Марта Рослер, как и Аннет Мессаже, направила свои первые фотографические работы против стереотипов женщины-объекта. Серия «Красота не знает боли» («Beauty knows no pain», 1966–1972) состоит из больших снимков, сделанных на основе изображений из порнографических журналов или рекламы нижнего белья. Так, в работе «Без названия (Кухня I)» («Untitled (Kitchen I)») грудь, снятая в профиль крупным планом, вписана в фасад электрической плиты. Послание ясно: в патриархальном обществе женщина отличается от кухонного оборудования только тем, что к статусу домашней утвари добавляется статус сексуального объекта. Серия фотомонтажей «Принести войну домой» («Bringing the War Home», 1966–1972) напоминает о том, насколько уютные квартиры американского среднего класса наполнены образами войны, и, напротив, о том, как эротические снимки женщин сопровождают солдат на фронте. В работе «Макияж/Руки вверх» («Make Up/Hands Up», 1966–1972) повседневный макияж представлен как допустимое микронасилие, созвучное брутальному насилию, которое женщина с руками, поднятыми вверх, претерпевает от вооруженных солдат.

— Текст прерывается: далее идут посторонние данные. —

//! MCP tool implementations.
//!
//! Every `sw_*` tool turns its parameters into one worker event, dispatches
//! it, and settles the event's pending work before replying.

pub mod cache;
pub mod fetch;
pub mod lifecycle;
pub mod message;
pub mod notify;
pub mod sync;

use rmcp::{
    ErrorData as McpError,
    model::{CallToolResult, Content},
};
use serde::Serialize;
use volta_core::Error;
use volta_worker::{Event, Outcome, Worker};

pub use cache::{CacheKeysParams, keys_impl};
pub use fetch::{FetchParams, fetch_impl};
pub use lifecycle::{activate_impl, install_impl};
pub use message::{MessageParams, message_impl};
pub use notify::{NotificationClickParams, PushParams, click_impl, push_impl};
pub use sync::{SyncParams, sync_impl};

/// Dispatch `event` and wait for everything it left running.
///
/// A failure in the pending work does not fail the tool; it is returned
/// alongside the outcome so the caller sees both.
pub(crate) async fn dispatch_and_settle(worker: &Worker, event: Event) -> Result<(Outcome, Option<String>), McpError> {
    let kind = event.kind();
    let dispatched = worker.dispatch(event).await?;

    let pending = dispatched.wait_until.len();
    let settle_error = dispatched.wait_until.settle().await.err().map(|e| e.to_string());
    if pending > 0 {
        tracing::debug!(event = %kind, pending, failed = settle_error.is_some(), "settled extended work");
    }

    Ok((dispatched.value, settle_error))
}

pub(crate) fn json_result<T: Serialize>(output: &T) -> Result<CallToolResult, McpError> {
    let json = serde_json::to_string_pretty(output)
        .map_err(|e| Error::InvalidInput(format!("Failed to serialize output: {e}")))?;

    Ok(CallToolResult::success(vec![Content::text(json)]))
}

За критикой стереотипных представлений о женщине, начатой в 1970‑е годы средствами материала-фотографии, последуют произведения других художников, совершивших переход от изучения тела к исследованию телесных выделений.
От тела к телесным выделениям
С 1977 по 1980 год Синди Шерман работает над своей знаменитой серией «Кадры из фильмов без названия» из шестидесяти девяти черно-белых снимков, посвященных стереотипным представлениям о женщине в американских СМИ и кинематографе 1950‑х годов. Хотя эти снимки имеют вид кадров из фильмов, в действительности они полностью придуманы, поставлены и сфотографированы самой Синди Шерман в соответствии с простонародными изображениями второсортного кино, фотороманов, желтой прессы и телевидения. Серия посвящена подробному описанию стереотипов одиночества и фрустрации западной женщины послевоенного времени: брошенная возлюбленная («Без названия #6»), молоденькая невинная девушка, мечтающая о прекрасном принце («Без названия #34»), удовлетворенная, но скучающая любовница («Без названия #11»), женщина в слезах перед пустым стаканом («Без названия #27»), избитая женщина («Без названия #10»)… Замкнутые в своем внутреннем мире, все эти женщины приговорены к домашней работе («Без названия #3 и #10»), ожиданию, вынуждены скрывать свои желания («Без названия #14»). Когда они чем-то заняты, со стороны они выглядят либо соблазнительными, как молодая библиотекарша («Без названия #13»), либо бесшабашными, как автостопщица («Без названия #48»). Редко среди них встречаются такие, как молодая секретарша из Сити («Без названия #21»), для которой главным является ее работа. К тому же они погружены в холодную и подавляющую городскую архитектуру («Без названия #63») и подчинены власти всеприсутствующего взгляда («Без названия #80»). На самом деле работы серии объединяет именно это: женщины всегда находятся под воздействием анонимного взгляда власти, в котором угадывается мужское начало. Будучи продуктами мужского желания и взгляда, стереотипы соединяют в себе власть и контроль, осуществляемый патриархальным обществом над женщинами: над их энергией, их деятельностью, их чувствами, желаниями, телом.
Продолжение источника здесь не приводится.